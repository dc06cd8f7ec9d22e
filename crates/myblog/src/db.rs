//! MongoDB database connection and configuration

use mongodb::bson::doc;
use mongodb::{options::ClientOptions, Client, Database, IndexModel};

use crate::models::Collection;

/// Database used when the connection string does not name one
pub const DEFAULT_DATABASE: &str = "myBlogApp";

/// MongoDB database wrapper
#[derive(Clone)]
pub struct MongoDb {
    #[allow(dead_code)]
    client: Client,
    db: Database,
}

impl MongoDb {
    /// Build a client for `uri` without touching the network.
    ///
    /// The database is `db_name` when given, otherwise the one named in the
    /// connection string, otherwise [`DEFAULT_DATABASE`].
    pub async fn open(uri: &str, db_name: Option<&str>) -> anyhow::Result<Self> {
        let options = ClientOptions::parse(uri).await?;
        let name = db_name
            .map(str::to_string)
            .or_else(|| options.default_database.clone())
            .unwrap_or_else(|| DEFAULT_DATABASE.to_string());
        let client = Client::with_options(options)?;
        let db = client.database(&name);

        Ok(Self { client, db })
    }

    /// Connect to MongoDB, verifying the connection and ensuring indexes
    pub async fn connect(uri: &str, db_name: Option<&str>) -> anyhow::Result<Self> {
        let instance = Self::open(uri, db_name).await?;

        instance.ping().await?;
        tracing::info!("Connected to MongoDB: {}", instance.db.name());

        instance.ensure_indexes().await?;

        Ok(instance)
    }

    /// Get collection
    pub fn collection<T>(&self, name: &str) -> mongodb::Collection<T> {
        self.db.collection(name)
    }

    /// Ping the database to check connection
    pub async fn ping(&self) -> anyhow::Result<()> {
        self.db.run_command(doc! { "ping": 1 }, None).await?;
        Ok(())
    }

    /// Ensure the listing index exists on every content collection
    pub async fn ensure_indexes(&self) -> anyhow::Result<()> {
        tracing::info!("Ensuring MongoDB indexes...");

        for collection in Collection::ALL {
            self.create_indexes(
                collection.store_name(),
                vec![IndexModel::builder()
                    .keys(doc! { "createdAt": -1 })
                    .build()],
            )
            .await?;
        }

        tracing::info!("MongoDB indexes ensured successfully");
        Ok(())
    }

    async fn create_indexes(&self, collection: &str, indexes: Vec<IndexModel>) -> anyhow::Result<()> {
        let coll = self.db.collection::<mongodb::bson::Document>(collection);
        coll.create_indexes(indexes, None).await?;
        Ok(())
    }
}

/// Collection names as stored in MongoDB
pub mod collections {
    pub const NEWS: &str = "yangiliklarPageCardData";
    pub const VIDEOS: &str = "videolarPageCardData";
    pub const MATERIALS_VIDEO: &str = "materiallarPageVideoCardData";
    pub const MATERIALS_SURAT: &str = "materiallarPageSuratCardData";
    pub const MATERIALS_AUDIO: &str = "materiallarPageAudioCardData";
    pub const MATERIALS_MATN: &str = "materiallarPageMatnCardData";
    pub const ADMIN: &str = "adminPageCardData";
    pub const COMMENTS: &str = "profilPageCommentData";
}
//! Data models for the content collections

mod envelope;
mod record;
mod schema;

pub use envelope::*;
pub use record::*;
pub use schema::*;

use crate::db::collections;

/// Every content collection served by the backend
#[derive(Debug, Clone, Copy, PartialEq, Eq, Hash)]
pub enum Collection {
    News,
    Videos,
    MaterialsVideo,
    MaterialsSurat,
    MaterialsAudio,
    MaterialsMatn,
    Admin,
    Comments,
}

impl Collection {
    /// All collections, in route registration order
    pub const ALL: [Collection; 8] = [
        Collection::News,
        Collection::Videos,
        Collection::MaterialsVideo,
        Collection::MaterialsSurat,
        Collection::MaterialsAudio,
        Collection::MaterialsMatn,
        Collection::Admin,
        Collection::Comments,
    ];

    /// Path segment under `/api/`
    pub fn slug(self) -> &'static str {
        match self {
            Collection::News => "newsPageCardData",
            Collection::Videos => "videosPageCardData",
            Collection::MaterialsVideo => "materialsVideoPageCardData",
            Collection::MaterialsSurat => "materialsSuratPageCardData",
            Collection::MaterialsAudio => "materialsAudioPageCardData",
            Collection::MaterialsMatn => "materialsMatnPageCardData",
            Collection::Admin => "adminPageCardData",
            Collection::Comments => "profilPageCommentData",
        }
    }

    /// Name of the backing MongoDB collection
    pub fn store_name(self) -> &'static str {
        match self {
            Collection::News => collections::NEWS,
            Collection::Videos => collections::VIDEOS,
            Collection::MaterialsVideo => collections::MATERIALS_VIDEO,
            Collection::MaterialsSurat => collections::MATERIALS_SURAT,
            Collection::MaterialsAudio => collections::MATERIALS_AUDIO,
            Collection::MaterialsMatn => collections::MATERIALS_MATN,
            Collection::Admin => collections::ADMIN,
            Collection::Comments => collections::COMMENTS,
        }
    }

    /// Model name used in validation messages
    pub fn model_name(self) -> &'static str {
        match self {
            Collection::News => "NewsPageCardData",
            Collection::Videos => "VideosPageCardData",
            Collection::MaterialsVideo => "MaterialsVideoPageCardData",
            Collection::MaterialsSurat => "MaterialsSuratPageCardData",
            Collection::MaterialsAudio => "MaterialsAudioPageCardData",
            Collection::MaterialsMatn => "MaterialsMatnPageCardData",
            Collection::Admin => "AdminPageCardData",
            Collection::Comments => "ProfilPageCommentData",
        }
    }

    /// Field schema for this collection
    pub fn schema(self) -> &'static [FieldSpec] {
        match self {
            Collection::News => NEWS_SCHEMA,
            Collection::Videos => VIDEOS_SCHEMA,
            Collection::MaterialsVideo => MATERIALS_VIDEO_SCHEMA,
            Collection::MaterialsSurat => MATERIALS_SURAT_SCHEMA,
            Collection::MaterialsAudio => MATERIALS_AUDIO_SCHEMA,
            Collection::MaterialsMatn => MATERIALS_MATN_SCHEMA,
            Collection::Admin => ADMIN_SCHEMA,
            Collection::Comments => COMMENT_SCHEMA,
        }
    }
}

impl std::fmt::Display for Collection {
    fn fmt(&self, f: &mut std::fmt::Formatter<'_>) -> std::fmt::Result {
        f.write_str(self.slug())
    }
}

* * * *

[Your task] Find the string "impl" in the data. Report each line it appears in.

[Response to this task]
impl MongoDb {
impl Collection {
impl std::fmt::Display for Collection {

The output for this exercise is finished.